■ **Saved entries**
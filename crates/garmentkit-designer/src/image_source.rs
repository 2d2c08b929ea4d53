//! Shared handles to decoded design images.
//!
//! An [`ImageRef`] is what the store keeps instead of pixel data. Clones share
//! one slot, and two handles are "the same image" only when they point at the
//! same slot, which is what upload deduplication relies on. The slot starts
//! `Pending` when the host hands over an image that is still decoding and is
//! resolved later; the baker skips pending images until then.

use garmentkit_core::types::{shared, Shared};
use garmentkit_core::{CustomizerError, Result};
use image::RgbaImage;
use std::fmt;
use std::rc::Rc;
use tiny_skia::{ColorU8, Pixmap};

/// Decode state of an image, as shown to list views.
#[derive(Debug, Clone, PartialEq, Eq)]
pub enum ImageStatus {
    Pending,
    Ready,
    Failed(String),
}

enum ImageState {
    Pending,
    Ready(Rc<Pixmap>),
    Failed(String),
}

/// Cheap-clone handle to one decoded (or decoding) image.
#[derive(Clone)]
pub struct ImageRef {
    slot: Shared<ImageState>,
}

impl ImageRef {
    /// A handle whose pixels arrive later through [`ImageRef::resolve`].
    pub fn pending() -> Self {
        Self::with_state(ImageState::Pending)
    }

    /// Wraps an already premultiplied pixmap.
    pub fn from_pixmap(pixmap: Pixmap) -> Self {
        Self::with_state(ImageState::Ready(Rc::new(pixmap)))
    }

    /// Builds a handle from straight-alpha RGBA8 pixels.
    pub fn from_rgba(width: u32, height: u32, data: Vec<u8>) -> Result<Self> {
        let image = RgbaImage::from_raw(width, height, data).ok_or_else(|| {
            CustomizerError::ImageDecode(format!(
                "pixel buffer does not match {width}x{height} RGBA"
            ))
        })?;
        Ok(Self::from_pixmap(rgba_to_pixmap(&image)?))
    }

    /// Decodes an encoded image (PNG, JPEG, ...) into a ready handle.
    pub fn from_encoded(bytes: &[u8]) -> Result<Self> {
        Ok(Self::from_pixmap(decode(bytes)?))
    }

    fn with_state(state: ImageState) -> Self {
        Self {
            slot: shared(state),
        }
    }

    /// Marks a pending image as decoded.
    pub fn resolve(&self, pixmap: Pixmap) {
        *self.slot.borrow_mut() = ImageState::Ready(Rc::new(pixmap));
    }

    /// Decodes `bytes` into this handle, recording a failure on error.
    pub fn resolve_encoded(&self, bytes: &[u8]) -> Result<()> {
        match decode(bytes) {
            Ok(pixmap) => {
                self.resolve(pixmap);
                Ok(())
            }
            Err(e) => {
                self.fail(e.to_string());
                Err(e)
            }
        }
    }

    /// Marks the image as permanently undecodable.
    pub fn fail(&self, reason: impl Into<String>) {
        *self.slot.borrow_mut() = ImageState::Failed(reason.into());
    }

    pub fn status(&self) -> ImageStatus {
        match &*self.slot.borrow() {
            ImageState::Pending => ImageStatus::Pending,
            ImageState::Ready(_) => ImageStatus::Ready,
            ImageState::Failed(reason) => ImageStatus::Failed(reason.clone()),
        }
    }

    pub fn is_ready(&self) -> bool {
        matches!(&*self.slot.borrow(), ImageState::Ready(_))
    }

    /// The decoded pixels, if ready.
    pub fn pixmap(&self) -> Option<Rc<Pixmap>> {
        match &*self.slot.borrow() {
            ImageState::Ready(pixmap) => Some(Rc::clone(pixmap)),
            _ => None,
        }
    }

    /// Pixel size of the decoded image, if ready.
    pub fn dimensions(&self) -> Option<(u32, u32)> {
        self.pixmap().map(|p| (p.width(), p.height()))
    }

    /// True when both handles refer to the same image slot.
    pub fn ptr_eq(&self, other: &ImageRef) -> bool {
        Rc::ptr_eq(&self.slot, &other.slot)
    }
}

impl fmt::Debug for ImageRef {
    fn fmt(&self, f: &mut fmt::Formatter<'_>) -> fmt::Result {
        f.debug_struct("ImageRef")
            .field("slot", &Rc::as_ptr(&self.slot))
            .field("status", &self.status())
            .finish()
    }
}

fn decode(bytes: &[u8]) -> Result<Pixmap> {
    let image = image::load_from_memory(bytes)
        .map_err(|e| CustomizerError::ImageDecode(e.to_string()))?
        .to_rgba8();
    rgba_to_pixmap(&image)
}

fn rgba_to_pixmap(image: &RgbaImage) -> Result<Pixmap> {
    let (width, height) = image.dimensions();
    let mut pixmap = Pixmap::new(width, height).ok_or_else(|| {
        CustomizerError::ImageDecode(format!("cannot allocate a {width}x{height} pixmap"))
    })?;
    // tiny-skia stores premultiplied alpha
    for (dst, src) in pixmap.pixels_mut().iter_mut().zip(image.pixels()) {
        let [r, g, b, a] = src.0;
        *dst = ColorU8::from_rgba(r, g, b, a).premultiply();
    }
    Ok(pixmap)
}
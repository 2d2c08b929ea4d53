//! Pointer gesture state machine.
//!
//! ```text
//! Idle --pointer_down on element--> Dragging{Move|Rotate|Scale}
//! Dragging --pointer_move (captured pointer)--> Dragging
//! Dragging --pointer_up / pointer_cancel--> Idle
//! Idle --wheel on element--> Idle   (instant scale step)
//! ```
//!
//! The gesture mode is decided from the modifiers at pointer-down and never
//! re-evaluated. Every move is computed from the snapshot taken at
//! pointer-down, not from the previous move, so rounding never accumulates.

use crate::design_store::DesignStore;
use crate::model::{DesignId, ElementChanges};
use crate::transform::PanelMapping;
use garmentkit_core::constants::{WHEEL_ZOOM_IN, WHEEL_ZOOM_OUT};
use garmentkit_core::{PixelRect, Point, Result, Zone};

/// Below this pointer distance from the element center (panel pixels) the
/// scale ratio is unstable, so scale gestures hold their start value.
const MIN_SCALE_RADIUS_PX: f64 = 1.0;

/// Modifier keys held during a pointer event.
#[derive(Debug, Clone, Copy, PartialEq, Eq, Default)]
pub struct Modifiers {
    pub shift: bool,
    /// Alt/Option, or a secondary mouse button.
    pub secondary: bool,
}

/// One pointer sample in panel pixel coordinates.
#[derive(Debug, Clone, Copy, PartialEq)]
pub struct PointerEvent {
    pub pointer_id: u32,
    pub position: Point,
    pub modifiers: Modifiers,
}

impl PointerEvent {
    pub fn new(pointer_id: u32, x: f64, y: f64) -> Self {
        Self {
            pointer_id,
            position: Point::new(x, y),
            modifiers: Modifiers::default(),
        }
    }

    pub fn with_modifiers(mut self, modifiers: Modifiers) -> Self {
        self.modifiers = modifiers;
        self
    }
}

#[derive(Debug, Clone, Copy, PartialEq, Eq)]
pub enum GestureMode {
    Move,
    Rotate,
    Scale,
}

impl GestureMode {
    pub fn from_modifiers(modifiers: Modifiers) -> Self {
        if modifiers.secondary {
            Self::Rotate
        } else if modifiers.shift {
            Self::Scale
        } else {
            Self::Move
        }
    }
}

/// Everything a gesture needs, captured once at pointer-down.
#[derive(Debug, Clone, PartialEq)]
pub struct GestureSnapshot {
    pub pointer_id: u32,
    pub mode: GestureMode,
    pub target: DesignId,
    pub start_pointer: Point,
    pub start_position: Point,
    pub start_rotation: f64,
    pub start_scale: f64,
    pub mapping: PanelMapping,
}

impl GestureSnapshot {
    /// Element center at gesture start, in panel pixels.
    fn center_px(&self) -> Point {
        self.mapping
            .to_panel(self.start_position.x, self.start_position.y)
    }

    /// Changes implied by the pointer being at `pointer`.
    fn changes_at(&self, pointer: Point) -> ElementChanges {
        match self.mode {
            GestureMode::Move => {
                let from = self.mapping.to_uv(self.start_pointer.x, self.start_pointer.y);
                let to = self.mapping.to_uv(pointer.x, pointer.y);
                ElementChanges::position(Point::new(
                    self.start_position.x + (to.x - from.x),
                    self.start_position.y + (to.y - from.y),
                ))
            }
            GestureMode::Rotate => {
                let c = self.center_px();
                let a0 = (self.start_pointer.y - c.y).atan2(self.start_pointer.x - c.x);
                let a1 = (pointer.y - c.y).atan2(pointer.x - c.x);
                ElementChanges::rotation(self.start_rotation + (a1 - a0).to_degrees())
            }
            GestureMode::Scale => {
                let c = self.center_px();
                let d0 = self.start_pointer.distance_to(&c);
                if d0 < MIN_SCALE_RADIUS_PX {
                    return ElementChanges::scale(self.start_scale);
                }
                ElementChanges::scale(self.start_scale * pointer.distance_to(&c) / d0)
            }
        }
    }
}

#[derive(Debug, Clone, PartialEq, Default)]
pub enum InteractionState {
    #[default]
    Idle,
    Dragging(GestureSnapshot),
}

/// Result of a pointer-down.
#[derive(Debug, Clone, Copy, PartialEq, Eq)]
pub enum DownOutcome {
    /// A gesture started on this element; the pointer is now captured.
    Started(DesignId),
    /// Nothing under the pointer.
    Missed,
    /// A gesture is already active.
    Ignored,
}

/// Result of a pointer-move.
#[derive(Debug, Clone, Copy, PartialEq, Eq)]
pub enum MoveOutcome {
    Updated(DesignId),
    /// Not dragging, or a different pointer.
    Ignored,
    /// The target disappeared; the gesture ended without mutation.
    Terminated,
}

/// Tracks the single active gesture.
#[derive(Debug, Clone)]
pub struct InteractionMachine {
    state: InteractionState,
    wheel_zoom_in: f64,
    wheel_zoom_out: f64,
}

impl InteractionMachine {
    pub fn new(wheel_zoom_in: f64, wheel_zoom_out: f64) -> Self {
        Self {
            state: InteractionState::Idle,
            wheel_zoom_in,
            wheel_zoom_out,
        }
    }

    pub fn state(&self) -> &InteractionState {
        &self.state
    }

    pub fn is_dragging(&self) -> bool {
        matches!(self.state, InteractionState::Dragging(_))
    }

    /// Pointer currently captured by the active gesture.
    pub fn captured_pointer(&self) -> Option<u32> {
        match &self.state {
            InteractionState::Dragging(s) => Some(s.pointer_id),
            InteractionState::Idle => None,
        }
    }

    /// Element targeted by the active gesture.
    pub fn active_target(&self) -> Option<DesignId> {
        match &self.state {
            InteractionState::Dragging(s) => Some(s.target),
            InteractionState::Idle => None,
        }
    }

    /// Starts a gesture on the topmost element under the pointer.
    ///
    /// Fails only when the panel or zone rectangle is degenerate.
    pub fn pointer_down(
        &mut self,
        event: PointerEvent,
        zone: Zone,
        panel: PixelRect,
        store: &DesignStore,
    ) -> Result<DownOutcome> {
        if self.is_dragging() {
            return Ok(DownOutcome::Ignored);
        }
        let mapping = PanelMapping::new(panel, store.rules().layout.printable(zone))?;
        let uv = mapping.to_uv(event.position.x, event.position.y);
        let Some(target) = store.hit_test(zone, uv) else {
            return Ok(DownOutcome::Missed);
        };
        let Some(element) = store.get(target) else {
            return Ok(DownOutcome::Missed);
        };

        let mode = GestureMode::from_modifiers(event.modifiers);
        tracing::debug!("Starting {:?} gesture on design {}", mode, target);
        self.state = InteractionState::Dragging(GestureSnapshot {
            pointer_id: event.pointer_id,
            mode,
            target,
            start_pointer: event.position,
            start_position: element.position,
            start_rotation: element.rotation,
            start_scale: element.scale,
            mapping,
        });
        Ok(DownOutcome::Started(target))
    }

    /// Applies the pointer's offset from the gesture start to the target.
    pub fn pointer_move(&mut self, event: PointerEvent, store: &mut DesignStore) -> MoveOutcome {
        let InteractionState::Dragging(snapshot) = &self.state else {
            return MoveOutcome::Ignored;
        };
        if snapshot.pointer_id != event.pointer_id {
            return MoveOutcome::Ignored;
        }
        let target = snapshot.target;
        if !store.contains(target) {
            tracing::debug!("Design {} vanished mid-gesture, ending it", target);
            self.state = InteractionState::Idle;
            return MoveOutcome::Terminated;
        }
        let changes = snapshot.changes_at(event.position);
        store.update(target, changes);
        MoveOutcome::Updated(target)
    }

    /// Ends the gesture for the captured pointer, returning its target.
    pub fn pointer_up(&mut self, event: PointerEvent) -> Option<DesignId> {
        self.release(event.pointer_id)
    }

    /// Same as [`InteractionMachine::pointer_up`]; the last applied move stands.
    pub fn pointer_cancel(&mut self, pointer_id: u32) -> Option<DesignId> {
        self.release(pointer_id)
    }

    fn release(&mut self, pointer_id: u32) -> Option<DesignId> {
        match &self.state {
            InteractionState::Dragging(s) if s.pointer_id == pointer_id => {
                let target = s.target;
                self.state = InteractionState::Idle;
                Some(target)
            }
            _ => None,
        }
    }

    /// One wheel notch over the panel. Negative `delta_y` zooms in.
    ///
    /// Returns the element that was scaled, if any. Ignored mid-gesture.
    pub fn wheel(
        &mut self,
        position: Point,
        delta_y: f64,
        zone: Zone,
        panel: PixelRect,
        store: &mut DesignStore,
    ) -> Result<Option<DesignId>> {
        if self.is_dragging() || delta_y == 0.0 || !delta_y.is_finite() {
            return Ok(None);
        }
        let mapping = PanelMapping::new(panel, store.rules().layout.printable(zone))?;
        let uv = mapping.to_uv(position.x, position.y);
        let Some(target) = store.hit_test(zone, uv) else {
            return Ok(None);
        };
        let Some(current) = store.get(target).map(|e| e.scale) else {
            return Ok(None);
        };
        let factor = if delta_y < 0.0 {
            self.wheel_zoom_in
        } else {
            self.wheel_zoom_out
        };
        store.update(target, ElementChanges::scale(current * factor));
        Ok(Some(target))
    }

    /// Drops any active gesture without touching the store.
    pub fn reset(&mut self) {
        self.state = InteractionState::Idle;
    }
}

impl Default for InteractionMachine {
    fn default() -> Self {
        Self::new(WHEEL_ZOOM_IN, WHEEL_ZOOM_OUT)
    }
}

■ **EXERCISE PROMPT**
Make a copy of each line in the records that has the word "bool".

■ **REPLY TO THE TASK**
    pub fn is_ready(&self) -> bool {
    pub fn ptr_eq(&self, other: &ImageRef) -> bool {
    pub shift: bool,
    pub secondary: bool,
    pub fn is_dragging(&self) -> bool {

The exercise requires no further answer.